The trend is towards unwise slimming down, towards false economies, to corner cutting, to a loss of the robustness that comes with spare capacity, built-in redundancy, and adequate fail-safe mechanisms. 

There’s a trend also towards guaranteed obsolescence and waste. When I was growing up, if something broke, you (or your dad) mended it, after a fashion, and you could continue using it. Some small thingummyjig could be purchased from the local shop and inserted. Today, when something breaks, when – perhaps because it’s sealed in a plastic module and its workings are as incomprehensible as they are invisible - it cannot be repaired, it is completely and irretrievably broken, the whole thing, totally knackered, even if it’s just one tiny component that has failed – as, perhaps, it was designed to. So, it all gets thrown away - ultimately, we have learned, in many cases, providing something for marine creatures to get their teeth into. Then we buy a replacement, and so it goes on, same old mistake. 

Until one day when a replacement can’t be had for love nor money.

As the coronavirus crisis worsens everywhere, here in the UK the demand for ventilators and other life-saving equipment highlights the folly of making ourselves so vulnerable. Not, perhaps, that this particular requirement could realistically have been anticipated on this scale, and it’s probably unfair to pick on this, but more generally. Spreading things too thin. For strategically crucial items – not just in healthcare but in all aspects of our lives – there should never be a single source, a single supply chain, a single technology that permits of no alternatives or easy work-arounds. If any of these sources and systems fail, for whatever reason – disease, economic collapse, political hostility, criminality, warfare – the results can be catastrophic.
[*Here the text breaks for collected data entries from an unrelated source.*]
use pretty_assertions::assert_eq;
use slr_core::grammar::load_grammar;
use slr_core::parser::ParseStatus;
use slr_core::Parser;

const TOY_GRAMMAR: &str = "E T
i + * ( )
E:E+T|T
T:T*i|i
E
";

const TOY_TABLE: &str = "d3 x x x x x 1 2
x d4 x x x acc x x
x r2 d5 x x r2 x x
x r4 r4 x x r4 x x
d3 x x x x x x 6
d7 x x x x x x x
x r1 d5 x x r1 x x
x r3 r3 x x r3 x x
";

const EPSILON_GRAMMAR: &str = "S
a b
S:aSb|
S
";

const EPSILON_TABLE: &str = "d2 r2 r2 1
x x acc x
d2 r2 r2 3
x d4 x x
x r1 r1 x
";

#[test]
fn should_build_expected_toy_table() {
    let parser = TOY_GRAMMAR.parse::<Parser>().unwrap();

    assert_eq!(8, parser.table().states());
    assert_eq!(TOY_TABLE, parser.serialize_table());
}

#[test]
fn should_recognize_toy_grammar_inputs() {
    let parser = TOY_GRAMMAR.parse::<Parser>().unwrap();

    assert_eq!(ParseStatus::Accepted, parser.parse("i+i*i"));
    assert_eq!(ParseStatus::Rejected, parser.parse("i+"));
    assert_eq!(ParseStatus::Rejected, parser.parse("(i)"));
    assert_eq!(ParseStatus::Rejected, parser.parse(""));
    assert_eq!(ParseStatus::Rejected, parser.parse(None));
}

#[test]
fn should_build_expected_epsilon_table() {
    let parser = EPSILON_GRAMMAR.parse::<Parser>().unwrap();

    assert_eq!(EPSILON_TABLE, parser.serialize_table());
    assert_eq!(ParseStatus::Accepted, parser.parse(""));
    assert_eq!(ParseStatus::Accepted, parser.parse("ab"));
    assert_eq!(ParseStatus::Rejected, parser.parse("aab"));
}

#[test]
fn should_recognize_with_hand_written_table() {
    let grammar_table = load_grammar(TOY_GRAMMAR).unwrap();
    let parser = Parser::with_table(grammar_table, TOY_TABLE).unwrap();

    for (input, expected) in [
        ("i", ParseStatus::Accepted),
        ("i*i+i*i", ParseStatus::Accepted),
        ("i*", ParseStatus::Rejected),
        ("+i", ParseStatus::Rejected),
    ] {
        assert_eq!(expected, parser.parse(input), "{:?}", input);
    }
}

#[test]
fn should_number_states_identically_across_builds() {
    let first = TOY_GRAMMAR.parse::<Parser>().unwrap();
    let second = TOY_GRAMMAR.parse::<Parser>().unwrap();

    assert_eq!(first.table(), second.table());
}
Crudely, one thing buggers up everything else, the much derided domino effect. We should have learned that by now, the hard way. I hope so.

When we eventually recover from this terrible predicament we must reconfigure our economy and our industries to encourage greater self-sufficiency, to enhance robustness, and - to use Taleb’s word - to increase anti-fragility. Or, to use more familiar words, to be guided by safety and common sense. We must avoid dependency upon a single supplier, whether of raw materials, intermediate components, or finished products. 
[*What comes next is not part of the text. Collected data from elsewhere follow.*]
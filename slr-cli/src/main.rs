use std::fs;
use std::path::{Path, PathBuf};
use std::process::ExitCode;

use anyhow::Context;
use clap::{Parser, Subcommand};
use slr_core::grammar::{load_grammar, GrammarTable};
use slr_core::sets::SymbolSets;

#[derive(Parser)]
#[command(name = "slr", version, about = "SLR(1) parse table generator and recognizer")]
struct Cli {
    /// Increase log verbosity, repeatable.
    #[arg(short, long, action = clap::ArgAction::Count, global = true)]
    verbose: u8,

    /// Silence all log output.
    #[arg(short, long, global = true)]
    quiet: bool,

    #[command(subcommand)]
    command: Command,
}

#[derive(Subcommand)]
enum Command {
    /// Print the FIRST and FOLLOW sets of every nonterminal.
    Sets {
        /// Grammar source file.
        grammar: PathBuf,
    },
    /// Build the parse table and write it in its persisted format.
    Table {
        /// Grammar source file.
        grammar: PathBuf,

        /// Destination of the table. Defaults to the grammar path with an
        /// `out` extension.
        #[arg(short, long)]
        output: Option<PathBuf>,

        /// Print a human-readable table to stdout instead of writing it.
        #[arg(long)]
        pretty: bool,
    },
    /// Decide whether each input is accepted by the grammar.
    Parse {
        /// Grammar source file.
        grammar: PathBuf,

        /// Parse with a previously written table instead of building one.
        /// Defaults to the grammar path with an `out` extension when that
        /// file exists.
        #[arg(long)]
        table: Option<PathBuf>,

        #[arg(required = true)]
        inputs: Vec<String>,
    },
}

fn main() -> anyhow::Result<ExitCode> {
    let cli = Cli::parse();

    // warnings, e.g. table conflicts, are shown by default.
    stderrlog::new()
        .quiet(cli.quiet)
        .verbosity(usize::from(cli.verbose) + 1)
        .init()
        .context("failed to initialise logging")?;

    match cli.command {
        Command::Sets { grammar } => {
            let grammar_table = read_grammar(&grammar)?;
            let sets = SymbolSets::solve(&grammar_table);

            println!("{}", sets.human_readable_format(&grammar_table));
            Ok(ExitCode::SUCCESS)
        }
        Command::Table {
            grammar,
            output,
            pretty,
        } => {
            let parser = slr_core::Parser::build(read_grammar(&grammar)?)
                .with_context(|| format!("failed to build table for {}", grammar.display()))?;

            if pretty {
                println!("{}", parser.table().human_readable_format(parser.grammar()));
                return Ok(ExitCode::SUCCESS);
            }

            let output = output.unwrap_or_else(|| default_table_path(&grammar));
            fs::write(&output, parser.serialize_table())
                .with_context(|| format!("failed to write table to {}", output.display()))?;
            log::info!(
                "wrote {} states to {}",
                parser.table().states(),
                output.display()
            );

            Ok(ExitCode::SUCCESS)
        }
        Command::Parse {
            grammar,
            table,
            inputs,
        } => {
            let grammar_table = read_grammar(&grammar)?;
            let parser = match persisted_table_path(&grammar, table) {
                Some(table_path) => {
                    let persisted = fs::read_to_string(&table_path).with_context(|| {
                        format!("failed to read table {}", table_path.display())
                    })?;

                    slr_core::Parser::with_table(grammar_table, persisted).with_context(|| {
                        format!("failed to load table {}", table_path.display())
                    })?
                }
                None => slr_core::Parser::build(grammar_table)
                    .with_context(|| format!("failed to build table for {}", grammar.display()))?,
            };

            let mut all_accepted = true;
            for input in &inputs {
                let status = parser.parse(input.as_str());
                all_accepted &= status.is_accepted();

                println!("{}: {}", input, status);
            }

            if all_accepted {
                Ok(ExitCode::SUCCESS)
            } else {
                Ok(ExitCode::FAILURE)
            }
        }
    }
}

fn read_grammar(path: &Path) -> anyhow::Result<GrammarTable> {
    let source = fs::read_to_string(path)
        .with_context(|| format!("failed to read grammar {}", path.display()))?;
    let grammar_table = load_grammar(source)
        .with_context(|| format!("failed to load grammar {}", path.display()))?;

    log::debug!("{}", grammar_table);
    Ok(grammar_table)
}

/// `expr.grammar` persists to `expr.out`.
fn default_table_path(grammar: &Path) -> PathBuf {
    grammar.with_extension("out")
}

/// An explicit table path wins, otherwise a table previously written next to
/// the grammar is reused.
fn persisted_table_path(grammar: &Path, explicit: Option<PathBuf>) -> Option<PathBuf> {
    explicit.or_else(|| {
        let default = default_table_path(grammar);

        if default.is_file() {
            log::debug!("reusing table {}", default.display());
            Some(default)
        } else {
            None
        }
    })
}

#[cfg(test)]
mod tests {
    use super::*;
    use clap::CommandFactory;

    #[test]
    fn should_have_valid_command_definition() {
        Cli::command().debug_assert();
    }

    #[test]
    fn should_replace_grammar_extension_for_default_table_path() {
        assert_eq!(
            PathBuf::from("grammars/expr.out"),
            default_table_path(Path::new("grammars/expr.grammar"))
        );
        assert_eq!(
            PathBuf::from("expr.out"),
            default_table_path(Path::new("expr"))
        );
    }

    #[test]
    fn should_reuse_table_written_next_to_grammar() {
        let dir = std::env::temp_dir().join(format!("slr-cli-{}", std::process::id()));
        let _ = fs::remove_dir_all(&dir);
        fs::create_dir_all(&dir).unwrap();
        let grammar = dir.join("expr.grammar");
        let explicit = dir.join("other.out");

        assert_eq!(None, persisted_table_path(&grammar, None));
        assert_eq!(
            Some(explicit.clone()),
            persisted_table_path(&grammar, Some(explicit.clone()))
        );

        fs::write(dir.join("expr.out"), "acc\n").unwrap();
        let reused = persisted_table_path(&grammar, None);
        let preferred = persisted_table_path(&grammar, Some(explicit.clone()));
        fs::remove_dir_all(&dir).unwrap();

        assert_eq!(Some(dir.join("expr.out")), reused);
        assert_eq!(Some(explicit), preferred);
    }

    #[test]
    fn should_parse_parse_subcommand_arguments() {
        let cli = Cli::try_parse_from(["slr", "-vv", "parse", "g.txt", "--table", "g.out", "i+i", "i"])
            .unwrap();

        assert_eq!(2, cli.verbose);
        match cli.command {
            Command::Parse {
                grammar,
                table,
                inputs,
            } => {
                assert_eq!(PathBuf::from("g.txt"), grammar);
                assert_eq!(Some(PathBuf::from("g.out")), table);
                assert_eq!(vec!["i+i".to_string(), "i".to_string()], inputs);
            }
            _ => panic!("expected parse subcommand"),
        }
    }
}
use grammar::{GrammarLoadError, GrammarTable};
use lr::{LrTable, TableGenError, TableLoadError};
use parser::{ParseStatus, Recognizer};
use sets::SymbolSets;
use thiserror::Error;

pub mod grammar;
pub mod lr;
pub mod parser;
pub mod sets;

/// Represents the kind of table that can be generated
#[derive(Debug, Default, Clone, Copy, PartialEq, Eq)]
pub enum GeneratorKind {
    /// SLR(1) Grammar
    #[default]
    Slr1,
}

#[derive(Debug, Clone, PartialEq, Eq, Error)]
pub enum ErrorKind {
    #[error("grammar error: {0}")]
    GrammarError(GrammarLoadError),
    #[error("table generation error: {0}")]
    TableGenerationError(TableGenError),
    #[error("table load error: {0}")]
    TableLoadError(TableLoadError),
}

#[derive(Debug, Clone, PartialEq, Eq)]
pub struct Error {
    kind: ErrorKind,
    data: Option<String>,
}

impl Error {
    pub fn new(kind: ErrorKind) -> Self {
        Self { kind, data: None }
    }

    pub fn with_data_mut(&mut self, data: String) {
        self.data = Some(data)
    }

    pub fn with_data(mut self, data: String) -> Self {
        self.with_data_mut(data);
        self
    }

    pub fn kind(&self) -> &ErrorKind {
        &self.kind
    }
}

impl std::fmt::Display for Error {
    fn fmt(&self, f: &mut std::fmt::Formatter<'_>) -> std::fmt::Result {
        match &self.data {
            Some(ctx) => write!(f, "{}: {}", &self.kind, ctx),
            None => write!(f, "{}", &self.kind),
        }
    }
}

impl std::error::Error for Error {}

impl From<GrammarLoadError> for Error {
    fn from(err: GrammarLoadError) -> Self {
        Error::new(ErrorKind::GrammarError(err))
    }
}

impl From<TableGenError> for Error {
    fn from(err: TableGenError) -> Self {
        Error::new(ErrorKind::TableGenerationError(err))
    }
}

impl From<TableLoadError> for Error {
    fn from(err: TableLoadError) -> Self {
        Error::new(ErrorKind::TableLoadError(err))
    }
}

/// Loads a grammar from its source text and generates its parse table.
pub fn generate_table_from_source<G: AsRef<str>>(
    kind: GeneratorKind,
    grammar: G,
) -> Result<LrTable, Error> {
    let grammar_table = grammar::load_grammar(grammar)?;

    generate_table_from_grammar(kind, &grammar_table)
}

pub fn generate_table_from_grammar(
    kind: GeneratorKind,
    grammar_table: &GrammarTable,
) -> Result<LrTable, Error> {
    let sets = SymbolSets::solve(grammar_table);

    generate_table_with_sets(kind, grammar_table, &sets)
}

fn generate_table_with_sets(
    kind: GeneratorKind,
    grammar_table: &GrammarTable,
    sets: &SymbolSets,
) -> Result<LrTable, Error> {
    match kind {
        GeneratorKind::Slr1 => {
            use crate::lr::LrTableGenerator;

            crate::lr::Slr1::generate_table_with_sets(grammar_table, sets).map_err(Error::from)
        }
    }
}

/// An analysis session pairing a grammar, and its FIRST and FOLLOW sets, with
/// the parse table built for, or loaded against, it.
#[derive(Debug, Clone, PartialEq, Eq)]
pub struct Parser {
    grammar_table: GrammarTable,
    sets: SymbolSets,
    table: LrTable,
}

impl Parser {
    /// Solves the grammar's sets and builds its SLR(1) table.
    pub fn build(grammar_table: GrammarTable) -> Result<Self, Error> {
        Self::build_with(GeneratorKind::default(), grammar_table)
    }

    pub fn build_with(kind: GeneratorKind, grammar_table: GrammarTable) -> Result<Self, Error> {
        let sets = SymbolSets::solve(&grammar_table);
        let table = generate_table_with_sets(kind, &grammar_table, &sets)?;

        Ok(Self {
            grammar_table,
            sets,
            table,
        })
    }

    /// Pairs the grammar with a previously persisted table, skipping table
    /// generation entirely.
    pub fn with_table<S: AsRef<str>>(grammar_table: GrammarTable, table: S) -> Result<Self, Error> {
        let table = lr::table::deserialize(table, &grammar_table)?;
        let sets = SymbolSets::solve(&grammar_table);

        Ok(Self {
            grammar_table,
            sets,
            table,
        })
    }

    pub fn parse<'i, I: Into<Option<&'i str>>>(&self, input: I) -> ParseStatus {
        self.recognizer().parse(input)
    }

    pub fn recognizer(&self) -> Recognizer<'_> {
        Recognizer::new(&self.grammar_table, &self.table)
    }

    pub fn grammar(&self) -> &GrammarTable {
        &self.grammar_table
    }

    /// The FIRST and FOLLOW sets solved once for this session's grammar.
    pub fn sets(&self) -> &SymbolSets {
        &self.sets
    }

    pub fn table(&self) -> &LrTable {
        &self.table
    }

    /// Renders the table in its persisted matrix format.
    pub fn serialize_table(&self) -> String {
        lr::table::serialize(&self.table, &self.grammar_table)
    }
}

impl std::str::FromStr for Parser {
    type Err = Error;

    fn from_str(s: &str) -> Result<Self, Self::Err> {
        let grammar_table = grammar::load_grammar(s)?;

        Self::build(grammar_table)
    }
}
The same proviso of robustness goes for all kinds of infrastructures and technologies, including those contributing to our intellectual, social and cultural lives. Never believe that the internet or some of its principal applications couldn’t have their black swan moment, their own version of the coronavirus. 
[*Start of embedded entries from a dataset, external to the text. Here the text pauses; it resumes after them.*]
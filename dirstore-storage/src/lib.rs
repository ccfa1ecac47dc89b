//! Object storage emulated on a local directory tree.
//!
//! Objects are addressed by a directory key and an object key and live at
//! `root/<directory key>/<object key>`. The directory hierarchy itself is the
//! index: directories appear when the first object beneath them is saved and
//! are pruned when the last one beneath them is destroyed.

pub mod body;
pub mod listing;
pub mod mapper;
pub mod policy;
pub mod pruner;
pub mod writer;

pub use body::Body;
pub use dirstore_core::{ConfigError, DirectoryKey, KeyError, ObjectKey, StorageConfig};
pub use listing::{ObjectMetadata, StoredObject};
pub use pruner::PruneReport;

use std::fs;
use std::io;
use std::path::{Path, PathBuf};
use tracing::info;

#[derive(Debug, thiserror::Error)]
pub enum StorageError {
    /// Raw filesystem error, passed through unchanged.
    #[error(transparent)]
    Io(#[from] io::Error),

    #[error("invalid key: {0}")]
    Key(#[from] KeyError),

    #[error("configuration error: {0}")]
    Config(#[from] ConfigError),

    #[error("{0} is a directory, not an object")]
    NotAFile(PathBuf),

    #[error("{0} is not a directory")]
    NotADirectory(PathBuf),

    #[error("invalid path: {0}")]
    InvalidPath(String),
}

impl StorageError {
    /// Kind of the underlying filesystem error, if this is one.
    pub fn io_kind(&self) -> Option<io::ErrorKind> {
        match self {
            StorageError::Io(err) => Some(err.kind()),
            _ => None,
        }
    }
}

pub type Result<T, E = StorageError> = std::result::Result<T, E>;

/// A connection to a storage root on the local filesystem.
#[derive(Debug, Clone)]
pub struct LocalStorage {
    config: StorageConfig,
}

impl LocalStorage {
    /// Validate `config` and create the storage root if it does not exist.
    pub fn open(config: StorageConfig) -> Result<Self> {
        config.validate()?;
        fs::create_dir_all(&config.root)?;
        info!(root = %config.root.display(), endpoint = ?config.public_endpoint(), "opened local storage");
        Ok(Self { config })
    }

    pub fn root(&self) -> &Path {
        &self.config.root
    }

    pub fn config(&self) -> &StorageConfig {
        &self.config
    }

    /// Handle bound to one directory key. Nothing is created on disk.
    pub fn directory(&self, key: &str) -> Result<Directory<'_>> {
        Ok(Directory {
            storage: self,
            key: DirectoryKey::new(key)?,
        })
    }

    pub fn path_for(&self, directory: &str, key: &str) -> Result<PathBuf> {
        self.directory(directory)?.path_for(key)
    }

    pub fn public_url(&self, directory: &str, key: &str) -> Result<Option<String>> {
        self.directory(directory)?.public_url(key)
    }

    pub fn save(&self, directory: &str, key: &str, body: impl Into<Body>) -> Result<u64> {
        self.directory(directory)?.save(key, body)
    }

    pub fn destroy(&self, directory: &str, key: &str) -> Result<PruneReport> {
        self.directory(directory)?.destroy(key)
    }

    pub fn get(&self, directory: &str, key: &str) -> Result<Option<StoredObject>> {
        self.directory(directory)?.get(key)
    }

    pub fn head(&self, directory: &str, key: &str) -> Result<Option<ObjectMetadata>> {
        self.directory(directory)?.head(key)
    }

    pub fn exists(&self, directory: &str, key: &str) -> Result<bool> {
        self.directory(directory)?.exists(key)
    }

    pub fn list(&self, directory: &str) -> Result<Vec<ObjectMetadata>> {
        self.directory(directory)?.list()
    }
}

/// A directory key within a [`LocalStorage`].
#[derive(Debug, Clone)]
pub struct Directory<'s> {
    storage: &'s LocalStorage,
    key: DirectoryKey,
}

impl<'s> Directory<'s> {
    pub fn key(&self) -> &DirectoryKey {
        &self.key
    }

    pub fn path(&self) -> PathBuf {
        mapper::directory_path(self.storage.root(), &self.key)
    }

    pub fn path_for(&self, key: &str) -> Result<PathBuf> {
        let key = ObjectKey::new(key)?;
        Ok(mapper::resolve(self.storage.root(), &self.key, &key))
    }

    pub fn public_url(&self, key: &str) -> Result<Option<String>> {
        let key = ObjectKey::new(key)?;
        Ok(mapper::public_url(
            self.storage.config.public_endpoint(),
            &self.key,
            &key,
        ))
    }

    /// Atomically store `body` under `key`, returning the bytes written.
    pub fn save(&self, key: &str, body: impl Into<Body>) -> Result<u64> {
        let path = self.path_for(key)?;
        let written = writer::write_atomic(&path, body.into(), self.storage.config.sync_writes)?;
        Ok(written)
    }

    /// Remove the object and prune the directories beneath this directory
    /// key that are left empty. The directory-key folder itself, and therefore
    /// the storage root, is kept. Destroying a missing object succeeds.
    pub fn destroy(&self, key: &str) -> Result<PruneReport> {
        let path = self.path_for(key)?;
        if fs::symlink_metadata(&path).is_ok_and(|meta| meta.is_dir()) {
            return Err(StorageError::NotAFile(path));
        }
        Ok(pruner::destroy(&self.path(), &path)?)
    }

    pub fn get(&self, key: &str) -> Result<Option<StoredObject>> {
        listing::get(&self.path_for(key)?, key)
    }

    pub fn head(&self, key: &str) -> Result<Option<ObjectMetadata>> {
        listing::head(&self.path_for(key)?, key)
    }

    pub fn exists(&self, key: &str) -> Result<bool> {
        Ok(self.head(key)?.is_some())
    }

    pub fn list(&self) -> Result<Vec<ObjectMetadata>> {
        listing::list(&self.path())
    }
}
We must never allow ourselves to be this vulnerable again; we must always retain control, whether as countries or individuals. Or we will find ourselves in a situation where the emperor, naked as the day he was born, commands: “Alexa, Siri, shoot me in both feet”, only to hear the reply “Emperor, with respect sir, you’ve done that already. Now sir, it’s getting very dark. Would you like me to enable your light switch for you?”